Department of Public Health Sciences, College of Medicine, Medical University of South Carolina, Charleston, USA.
Health Serv Outcomes Res Methodol. 2021;21(1):131-144. doi: 10.1007/s10742-020-00233-5. Epub 2021 Jan 7.
As healthcare costs continue to increase, studies assessing costs are becoming increasingly common, but researchers planning for studies that measure costs differences (savings) encounter a lack of literature or consensus among researchers on what constitutes "small" or "large" cost savings for common measures of resource use. Other fields of research have developed approaches to solve this type of problem. Researchers measuring improvement in quality of life or clinical assessments have defined minimally important differences (MID) which are then used to define magnitudes when planning studies. Also, studies that measure cost effectiveness use benchmarks, such as cost/QALY, but do not provide benchmarks for cost differences. In a review of the literature, we found no publications identifying indicators of magnitude for costs. However, the literature describes three approaches used to identify minimally important outcome differences: (1) anchor-based, (2) distribution-based, and (3) a consensus-based Delphi methods. In this exploratory study, we used these three approaches to derive MID for two types of resource measures common in costing studies for: (1) hospital admissions (high cost); and (2) clinic visits (low cost). We used data from two (unpublished) studies to implement the MID estimation. Because the distributional characteristics of cost measures may require substantial samples, we performed power analyses on all our estimates to illustrate the effect that the definitions of "small" and "large" costs may be expected to have on power and sample size requirements for studies. The anchor-based method, while logical and simple to implement, may be of limited value in cases where it is difficult to identify appropriate anchors. We observed some commonalities and differences for the distribution and consensus-based approaches, which require further examination. We recommend that in cases where acceptable anchors are not available, both the Delphi and the distribution-method of MID for costs be explored for convergence.

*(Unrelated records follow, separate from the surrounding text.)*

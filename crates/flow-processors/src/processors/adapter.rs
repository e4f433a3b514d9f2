//! Adapter invocation processor.

use async_trait::async_trait;
use serde::{Deserialize, Serialize};
use std::sync::Arc;
use tokio_util::sync::CancellationToken;

use super::{parse_config, require_non_empty};
use crate::context::ExecutionContext;
use crate::error::ProcessingError;
use crate::registry::StepProcessor;
use crate::step::{Step, StepKind};
use crate::transport::{ServiceKind, ServiceTransport};

/// Adapter step configuration.
#[derive(Debug, Clone, Serialize, Deserialize)]
#[serde(rename_all = "camelCase")]
pub struct AdapterConfig {
    /// Configured adapter to invoke.
    pub adapter_id: String,

    /// Adapter operation (adapter default when absent).
    #[serde(default, skip_serializing_if = "Option::is_none")]
    pub operation: Option<String>,

    /// Adapter-specific settings passed through untouched.
    #[serde(flatten)]
    pub settings: serde_json::Map<String, serde_json::Value>,
}

/// Invokes an adapter through the adapter execution service.
pub struct AdapterProcessor {
    transport: Arc<dyn ServiceTransport>,
}

impl AdapterProcessor {
    /// Create a new adapter processor.
    pub fn new(transport: Arc<dyn ServiceTransport>) -> Self {
        Self { transport }
    }
}

#[async_trait]
impl StepProcessor for AdapterProcessor {
    fn kind(&self) -> StepKind {
        StepKind::Adapter
    }

    fn validate(&self, step: &Step) -> Result<(), ProcessingError> {
        let config: AdapterConfig = parse_config(step)?;
        require_non_empty(step, "adapterId", &config.adapter_id)
    }

    async fn process(
        &self,
        step: &Step,
        ctx: &ExecutionContext,
        cancel: CancellationToken,
    ) -> Result<serde_json::Value, ProcessingError> {
        let request = serde_json::json!({
            "stepId": step.id,
            "executionId": ctx.execution_id,
            "configuration": step.config,
            "input": ctx.input_for(step),
        });

        tracing::debug!(
            execution_id = %ctx.execution_id,
            step_id = %step.id,
            adapter_id = step.config.get("adapterId").and_then(|v| v.as_str()).unwrap_or(""),
            "Invoking adapter"
        );

        self.transport.call(ServiceKind::Adapter, request, cancel).await
    }
}

#[cfg(test)]
mod tests {
    use super::*;
    use crate::processors::test_support::RecordingTransport;

    fn adapter_step() -> Step {
        Step::new("fetch", "Fetch orders", StepKind::Adapter)
            .with_config(serde_json::json!({"adapterId": "erp", "operation": "list", "page": 2}))
            .depends_on("auth")
    }

    #[test]
    fn test_adapter_config_parse() {
        let config: AdapterConfig = parse_config(&adapter_step()).unwrap();
        assert_eq!(config.adapter_id, "erp");
        assert_eq!(config.operation.as_deref(), Some("list"));
        assert_eq!(config.settings.get("page"), Some(&serde_json::json!(2)));
    }

    #[test]
    fn test_adapter_validate() {
        let processor = AdapterProcessor::new(Arc::new(RecordingTransport::ok(serde_json::Value::Null)));
        assert!(processor.validate(&adapter_step()).is_ok());

        let missing = Step::new("fetch", "Fetch", StepKind::Adapter);
        assert!(matches!(processor.validate(&missing), Err(ProcessingError::Validation(_))));

        let blank = Step::new("fetch", "Fetch", StepKind::Adapter)
            .with_config(serde_json::json!({"adapterId": "  "}));
        assert!(matches!(processor.validate(&blank), Err(ProcessingError::Validation(_))));
    }

    #[tokio::test]
    async fn test_adapter_request_carries_dependency_output() {
        let transport = Arc::new(RecordingTransport::ok(serde_json::json!({"orders": [1, 2]})));
        let processor = AdapterProcessor::new(transport.clone());

        let mut ctx = ExecutionContext::new("orders-sync", uuid::Uuid::new_v4());
        ctx.record_result("auth", serde_json::json!({"token": "t"})).unwrap();

        let output = processor
            .process(&adapter_step(), &ctx, CancellationToken::new())
            .await
            .unwrap();
        assert_eq!(output, serde_json::json!({"orders": [1, 2]}));

        let (service, request) = transport.last_call();
        assert_eq!(service, ServiceKind::Adapter);
        assert_eq!(request["stepId"], "fetch");
        assert_eq!(request["executionId"], serde_json::json!(ctx.execution_id));
        assert_eq!(request["configuration"]["adapterId"], "erp");
        assert_eq!(request["input"], serde_json::json!({"token": "t"}));
    }

    #[tokio::test]
    async fn test_adapter_surfaces_service_error() {
        let transport = Arc::new(RecordingTransport::failing(ProcessingError::Service {
            status: 503,
            message: "adapter offline".to_string(),
        }));
        let processor = AdapterProcessor::new(transport);
        let ctx = ExecutionContext::new("orders-sync", uuid::Uuid::new_v4());

        let err = processor
            .process(&adapter_step(), &ctx, CancellationToken::new())
            .await
            .unwrap_err();
        assert_eq!(err.code(), "SERVICE_ERROR");
    }
}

随着医疗成本持续上升,评估成本的研究越来越普遍,但计划开展衡量成本差异(节省情况)研究的人员发现,在研究人员中,对于常见资源使用衡量指标而言,什么构成“小”或“大”的成本节省,缺乏相关文献或共识。其他研究领域已开发出解决这类问题的方法。衡量生活质量改善情况或临床评估的研究人员定义了最小重要差异(MID),然后在规划研究时用其来界定差异程度。此外,衡量成本效益的研究使用成本效益比等基准,但未提供成本差异的基准。在文献综述中,我们未发现确定成本差异程度指标的出版物。然而,文献描述了三种用于确定最小重要结果差异的方法:(1)基于锚定的方法;(2)基于分布的方法;(3)基于共识的德尔菲法。在这项探索性研究中,我们使用这三种方法得出了成本核算研究中常见的两种资源衡量指标的MID:(1)住院(高成本);(2)门诊就诊(低成本)。我们使用两项(未发表)研究的数据来进行MID估计。由于成本衡量指标的分布特征可能需要大量样本,我们对所有估计值进行了功效分析,以说明“小”和“大”成本定义可能对研究的功效和样本量要求产生的影响。基于锚定的方法虽然逻辑清晰且易于实施,但在难以确定合适锚定的情况下可能价值有限。我们观察到基于分布和基于共识的方法存在一些共性和差异,需要进一步研究。我们建议,在无法获得可接受的锚定的情况下,探索德尔菲法和基于分布的成本MID方法以实现趋同。